In other words, it is possible that the combination of the 3 index data with significant differences contains a certain rule of risk assessment in the industry of the public, which rule is obviously not mastered by the already trained risk recognition model. While combinations of these index data that have significant differences from the first multi-dimensional data bar may be represented by combinations of the crossing positions of each row in table 1. From table 1 it can be seen that there are a total of 12 different first target multi-dimensional data strips from B to M that are not identical in the position of the cross (i.e. marked "x" in the table), which means that the regularity that caused the first multi-dimensional data strip may be distributed among these 12 combinations. In other words, after the neural network model learns the combination relationship between the 12 index data, it is possible to learn that the first multidimensional data strip is still determined as a cause of passing in the case where there is a corresponding difference from B to M, respectively. The essence is to let the neural network learn the rules between these 12 index data combinations and risk assessment in the industry.
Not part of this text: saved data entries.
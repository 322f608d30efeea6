//! Input loading for track lists, generator configs and batch files.
//!
//! Every loader takes a path string; `-` means standard input.

use std::io::Read;
use std::path::Path;

use thiserror::Error;
use tracing::debug;
use tunelotto_engine::{parse_tracks, ConfigError, GeneratorConfig, Track};

use crate::batch::TicketBatch;
use crate::commands::json_output::error_codes;

/// Path that selects standard input.
pub const STDIN_PATH: &str = "-";

/// Errors that can occur while loading input.
#[derive(Debug, Error)]
pub enum InputError {
    /// File could not be read.
    #[error("failed to read file '{path}': {source}")]
    FileRead {
        path: String,
        source: std::io::Error,
    },

    /// Standard input could not be read.
    #[error("failed to read standard input: {0}")]
    Stdin(std::io::Error),

    /// A batch file is not valid JSON or has the wrong shape.
    #[error("failed to parse '{path}': {source}")]
    JsonParse {
        path: String,
        source: serde_json::Error,
    },

    /// A config file failed to parse or validate.
    #[error("invalid config '{path}': {source}")]
    Config { path: String, source: ConfigError },
}

impl InputError {
    /// Stable error code for JSON output.
    pub fn code(&self) -> &'static str {
        match self {
            InputError::FileRead { .. } | InputError::Stdin(_) => error_codes::FILE_READ,
            InputError::JsonParse { .. } => error_codes::JSON_PARSE,
            InputError::Config { .. } => error_codes::INVALID_CONFIG,
        }
    }
}

/// Reads a whole file, or standard input for `-`.
pub fn read_source(path: &str) -> Result<String, InputError> {
    if path == STDIN_PATH {
        let mut content = String::new();
        std::io::stdin()
            .read_to_string(&mut content)
            .map_err(InputError::Stdin)?;
        return Ok(content);
    }
    std::fs::read_to_string(Path::new(path)).map_err(|source| InputError::FileRead {
        path: path.to_string(),
        source,
    })
}

/// Loads a track list: one title per line, blank lines ignored.
pub fn load_tracks(path: &str) -> Result<Vec<Track>, InputError> {
    let raw = read_source(path)?;
    let tracks = parse_tracks(&raw);
    debug!(path, count = tracks.len(), "loaded tracks");
    Ok(tracks)
}

/// Loads a generator config, or the defaults when no path is given.
pub fn load_config(path: Option<&str>) -> Result<GeneratorConfig, InputError> {
    let Some(path) = path else {
        return Ok(GeneratorConfig::default());
    };
    let content = read_source(path)?;
    GeneratorConfig::from_json_str(&content).map_err(|source| InputError::Config {
        path: path.to_string(),
        source,
    })
}

/// Loads a ticket batch written by `generate --output`.
pub fn load_batch(path: &str) -> Result<TicketBatch, InputError> {
    let content = read_source(path)?;
    serde_json::from_str(&content).map_err(|source| InputError::JsonParse {
        path: path.to_string(),
        source,
    })
}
When the first data set is expanded, if each index data in each multidimensional data strip in the first data set is artificially created, the data can deviate from the actual situation of enterprise operation greatly, and the prediction result can be unavailable. As can be seen from the comparison analysis between the above-mentioned industries and the existing industries, the risk assessment of the enterprise is decisively influenced, and generally, some index data or combinations among index data, that is, the index data or the combination relation among index data has a major influence on the repayment capability of the enterprise. Therefore, our idea is as follows that the index data or combination of index data that has a major impact on the risk assessment of an enterprise in the small-scale industry must use the real data of the enterprise in that industry, while the index data in the multidimensional data strip of other industries can be directly transplanted to other secondary index data. For example, of 20 index data, 3 are index data of primary influence, and the other 17 are index data of secondary influence. In the transfer learning process, in order to enable the model to learn the rules corresponding to the real data of the 3 indexes, when the data are expanded, the 3 data are unchanged, only the other 17 data are modified, and after modification, the data are combined with the 3 data to obtain multidimensional data strips of a plurality of target domains. While the other 17 index data are modified, the following principles are required to be followed:
In addition, the relation among 17 index data may also contain a certain rule of the enterprise real experience process, so that the data cannot be fictional, but the data are matched from the multidimensional data strips in the source domain through similarity calculation, namely, in the training data set, the multidimensional data strips which can form approximate pairs with the 17 index data are selected, and the index data of the approximate pairs are directly utilized as the data of the multidimensional data strips in the target domain.
For example, when the first target multi-dimensional data strip is B, index data of a corresponding item in the first multi-dimensional data strip is replaced by index data of an approximate pair formed by the first target multi-dimensional data strip and the first multi-dimensional data strip, so as to obtain a first extended multi-dimensional data strip corresponding to the first target multi-dimensional data strip, specifically, all index data from No. 1 to No. 18 of a are replaced by index data from No. 1 to No. 18 of B (common part of a and B), and after replacement, industry type of a and index data from No. 19 and No. 20 (characteristic part of a and B) are reserved. To summarize, the data set is expanded by replacing the common part, and the characteristic part is reserved for model learning of risk assessment knowledge of the industry of the masses.
In summary, the embodiment generates more training data for the transfer learning in the target domain by executing the expansion strategy, so that the problem of insufficient training data in the transfer learning of the public industry is solved. And according to the standard of the control variable method, the expanded data well reserves main index data for carrying out risk assessment on the industries of the masses, so that the model can accurately learn rules between corresponding index data and risk assessment of the industries of the masses during transfer learning, and the accuracy of the model on the assessment of the industries of the masses is improved. Meanwhile, the index data of secondary influence is not randomly generated, but is replaced by other industry actual index data, and the data similarity between the target domain and the source domain can be well ensured because part of the data of the source domain is introduced into the first extension multidimensional data strip, and the data similarity between the source domain and the target domain is important to the success of migration learning. When the data between the source domain and the target domain have similar characteristics and structures, the knowledge learned by the pre-training model on the original task is more easily migrated to the new task.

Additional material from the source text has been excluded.